*** Opening Data extracts ***

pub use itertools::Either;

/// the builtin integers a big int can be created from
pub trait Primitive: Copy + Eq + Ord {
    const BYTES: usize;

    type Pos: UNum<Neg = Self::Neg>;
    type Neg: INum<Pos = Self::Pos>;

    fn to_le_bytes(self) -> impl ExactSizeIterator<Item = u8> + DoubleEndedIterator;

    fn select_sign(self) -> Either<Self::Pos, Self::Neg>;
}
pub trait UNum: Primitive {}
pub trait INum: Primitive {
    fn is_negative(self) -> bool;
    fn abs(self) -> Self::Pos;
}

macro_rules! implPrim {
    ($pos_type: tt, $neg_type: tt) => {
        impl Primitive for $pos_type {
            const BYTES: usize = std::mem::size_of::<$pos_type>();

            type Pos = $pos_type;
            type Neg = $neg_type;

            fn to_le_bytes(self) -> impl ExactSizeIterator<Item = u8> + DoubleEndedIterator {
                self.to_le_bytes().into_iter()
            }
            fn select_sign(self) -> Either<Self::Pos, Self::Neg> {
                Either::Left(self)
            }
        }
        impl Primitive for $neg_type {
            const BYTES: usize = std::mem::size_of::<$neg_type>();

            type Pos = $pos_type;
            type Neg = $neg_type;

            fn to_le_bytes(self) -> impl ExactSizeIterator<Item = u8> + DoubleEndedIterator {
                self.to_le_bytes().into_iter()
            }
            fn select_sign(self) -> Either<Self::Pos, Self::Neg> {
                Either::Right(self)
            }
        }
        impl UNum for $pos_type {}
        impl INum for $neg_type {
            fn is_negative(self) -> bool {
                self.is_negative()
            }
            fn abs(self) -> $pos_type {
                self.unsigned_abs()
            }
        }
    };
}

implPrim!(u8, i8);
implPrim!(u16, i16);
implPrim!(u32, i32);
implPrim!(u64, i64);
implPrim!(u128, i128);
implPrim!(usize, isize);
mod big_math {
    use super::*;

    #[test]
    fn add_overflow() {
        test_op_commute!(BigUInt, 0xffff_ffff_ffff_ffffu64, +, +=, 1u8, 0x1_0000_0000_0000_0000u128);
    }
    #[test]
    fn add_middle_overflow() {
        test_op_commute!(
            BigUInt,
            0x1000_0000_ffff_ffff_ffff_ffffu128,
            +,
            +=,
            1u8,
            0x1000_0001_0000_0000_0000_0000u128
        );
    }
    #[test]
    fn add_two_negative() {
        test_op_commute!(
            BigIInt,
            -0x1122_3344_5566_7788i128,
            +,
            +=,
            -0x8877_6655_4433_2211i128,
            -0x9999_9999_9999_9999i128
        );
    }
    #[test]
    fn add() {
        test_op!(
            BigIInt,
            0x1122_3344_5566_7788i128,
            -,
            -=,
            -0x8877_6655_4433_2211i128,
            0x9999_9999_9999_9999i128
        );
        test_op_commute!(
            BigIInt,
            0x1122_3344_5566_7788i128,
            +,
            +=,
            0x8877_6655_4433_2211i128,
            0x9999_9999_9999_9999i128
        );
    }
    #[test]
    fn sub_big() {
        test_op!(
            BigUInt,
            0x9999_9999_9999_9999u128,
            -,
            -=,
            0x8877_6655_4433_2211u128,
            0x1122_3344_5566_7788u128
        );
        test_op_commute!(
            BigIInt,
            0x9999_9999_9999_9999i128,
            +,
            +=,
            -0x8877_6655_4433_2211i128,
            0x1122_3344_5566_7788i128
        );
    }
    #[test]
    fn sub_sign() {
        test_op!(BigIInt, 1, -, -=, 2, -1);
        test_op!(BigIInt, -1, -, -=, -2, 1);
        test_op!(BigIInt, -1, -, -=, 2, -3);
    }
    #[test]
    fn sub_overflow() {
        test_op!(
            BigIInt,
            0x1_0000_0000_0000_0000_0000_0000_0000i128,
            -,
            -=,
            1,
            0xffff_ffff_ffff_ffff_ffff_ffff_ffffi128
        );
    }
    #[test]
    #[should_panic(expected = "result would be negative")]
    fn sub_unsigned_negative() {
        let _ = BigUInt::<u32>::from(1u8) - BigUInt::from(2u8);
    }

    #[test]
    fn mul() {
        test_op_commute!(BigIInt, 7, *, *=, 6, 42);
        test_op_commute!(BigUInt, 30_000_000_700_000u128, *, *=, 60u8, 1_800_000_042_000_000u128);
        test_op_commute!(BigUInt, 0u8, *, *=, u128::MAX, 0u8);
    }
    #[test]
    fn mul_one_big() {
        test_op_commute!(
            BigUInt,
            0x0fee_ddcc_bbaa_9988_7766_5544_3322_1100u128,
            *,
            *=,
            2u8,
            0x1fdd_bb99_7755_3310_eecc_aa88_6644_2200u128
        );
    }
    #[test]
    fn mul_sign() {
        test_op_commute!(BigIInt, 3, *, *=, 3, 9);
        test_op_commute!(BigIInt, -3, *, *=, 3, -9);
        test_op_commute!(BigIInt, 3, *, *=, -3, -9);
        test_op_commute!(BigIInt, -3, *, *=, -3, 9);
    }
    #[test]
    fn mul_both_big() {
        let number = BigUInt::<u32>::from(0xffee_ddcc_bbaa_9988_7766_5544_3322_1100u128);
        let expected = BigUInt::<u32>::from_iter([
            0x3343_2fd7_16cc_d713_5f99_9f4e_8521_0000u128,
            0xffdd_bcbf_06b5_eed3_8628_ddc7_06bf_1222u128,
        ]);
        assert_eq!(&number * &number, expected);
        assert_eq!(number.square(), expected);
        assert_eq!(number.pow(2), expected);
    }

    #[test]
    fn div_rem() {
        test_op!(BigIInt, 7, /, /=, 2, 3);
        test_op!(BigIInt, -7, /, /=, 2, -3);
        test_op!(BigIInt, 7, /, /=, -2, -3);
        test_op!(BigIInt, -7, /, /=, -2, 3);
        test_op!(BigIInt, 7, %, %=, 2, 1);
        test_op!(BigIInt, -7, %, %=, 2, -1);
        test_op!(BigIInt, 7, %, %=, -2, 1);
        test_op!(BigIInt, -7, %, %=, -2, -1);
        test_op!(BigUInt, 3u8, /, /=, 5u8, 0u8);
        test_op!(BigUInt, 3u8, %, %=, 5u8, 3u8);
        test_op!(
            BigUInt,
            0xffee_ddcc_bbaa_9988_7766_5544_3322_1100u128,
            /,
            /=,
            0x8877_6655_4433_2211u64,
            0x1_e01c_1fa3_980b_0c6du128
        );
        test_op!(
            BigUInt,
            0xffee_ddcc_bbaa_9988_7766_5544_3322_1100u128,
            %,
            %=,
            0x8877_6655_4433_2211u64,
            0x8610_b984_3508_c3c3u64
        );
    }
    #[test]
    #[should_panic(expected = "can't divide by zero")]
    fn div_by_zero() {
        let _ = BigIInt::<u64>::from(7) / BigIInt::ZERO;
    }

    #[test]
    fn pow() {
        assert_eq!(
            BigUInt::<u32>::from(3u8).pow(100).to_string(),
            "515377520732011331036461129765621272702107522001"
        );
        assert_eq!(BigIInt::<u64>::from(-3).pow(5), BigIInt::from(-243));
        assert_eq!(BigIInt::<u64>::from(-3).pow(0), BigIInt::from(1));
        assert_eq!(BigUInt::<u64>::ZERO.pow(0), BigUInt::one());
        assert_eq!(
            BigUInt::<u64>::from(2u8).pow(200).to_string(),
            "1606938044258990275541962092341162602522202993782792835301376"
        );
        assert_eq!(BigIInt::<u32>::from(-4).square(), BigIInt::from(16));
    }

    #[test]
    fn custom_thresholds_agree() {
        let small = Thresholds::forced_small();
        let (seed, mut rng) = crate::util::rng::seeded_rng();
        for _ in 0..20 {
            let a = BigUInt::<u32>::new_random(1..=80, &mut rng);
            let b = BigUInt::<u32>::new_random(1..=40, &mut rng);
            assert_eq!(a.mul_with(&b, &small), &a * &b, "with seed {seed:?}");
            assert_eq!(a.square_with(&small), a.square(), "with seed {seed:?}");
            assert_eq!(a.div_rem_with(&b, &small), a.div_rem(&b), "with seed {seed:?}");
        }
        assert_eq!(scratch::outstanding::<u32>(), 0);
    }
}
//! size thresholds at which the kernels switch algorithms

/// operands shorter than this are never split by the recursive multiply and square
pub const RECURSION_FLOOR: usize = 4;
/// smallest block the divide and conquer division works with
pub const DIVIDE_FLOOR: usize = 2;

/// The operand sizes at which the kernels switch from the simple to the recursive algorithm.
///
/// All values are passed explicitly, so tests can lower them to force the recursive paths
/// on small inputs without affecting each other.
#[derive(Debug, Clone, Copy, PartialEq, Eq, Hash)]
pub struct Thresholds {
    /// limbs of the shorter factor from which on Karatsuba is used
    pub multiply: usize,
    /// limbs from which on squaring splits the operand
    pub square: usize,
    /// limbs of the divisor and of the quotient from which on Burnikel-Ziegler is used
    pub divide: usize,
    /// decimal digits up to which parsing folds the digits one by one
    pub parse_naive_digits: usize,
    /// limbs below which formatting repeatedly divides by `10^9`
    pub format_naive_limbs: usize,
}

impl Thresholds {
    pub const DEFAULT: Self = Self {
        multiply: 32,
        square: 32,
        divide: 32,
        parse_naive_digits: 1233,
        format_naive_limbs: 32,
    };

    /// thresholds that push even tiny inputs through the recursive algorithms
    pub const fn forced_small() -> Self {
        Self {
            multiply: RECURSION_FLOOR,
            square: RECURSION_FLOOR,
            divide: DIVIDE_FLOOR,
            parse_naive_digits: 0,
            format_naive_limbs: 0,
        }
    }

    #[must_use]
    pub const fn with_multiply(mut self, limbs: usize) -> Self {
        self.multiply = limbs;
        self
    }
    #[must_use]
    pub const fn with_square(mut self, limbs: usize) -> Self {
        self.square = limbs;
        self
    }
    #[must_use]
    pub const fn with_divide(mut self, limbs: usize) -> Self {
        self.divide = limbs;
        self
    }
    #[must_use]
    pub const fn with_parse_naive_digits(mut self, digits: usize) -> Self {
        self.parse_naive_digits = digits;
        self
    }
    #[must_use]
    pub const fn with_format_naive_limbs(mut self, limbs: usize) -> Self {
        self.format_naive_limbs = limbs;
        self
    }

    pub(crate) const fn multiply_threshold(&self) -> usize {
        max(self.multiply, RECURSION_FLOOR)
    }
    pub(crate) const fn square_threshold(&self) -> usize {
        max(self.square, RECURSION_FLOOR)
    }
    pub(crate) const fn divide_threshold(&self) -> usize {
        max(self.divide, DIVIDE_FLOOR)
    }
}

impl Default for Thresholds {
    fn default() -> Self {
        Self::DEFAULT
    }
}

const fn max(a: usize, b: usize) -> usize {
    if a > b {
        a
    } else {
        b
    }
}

*** Closing Data extracts ***

**Task instructions**
In the listing, find every line containing the word "number" and list it.

**Response**
        let number = BigUInt::<u32>::from(0xffee_ddcc_bbaa_9988_7766_5544_3322_1100u128);
        assert_eq!(&number * &number, expected);
        assert_eq!(number.square(), expected);
        assert_eq!(number.pow(2), expected);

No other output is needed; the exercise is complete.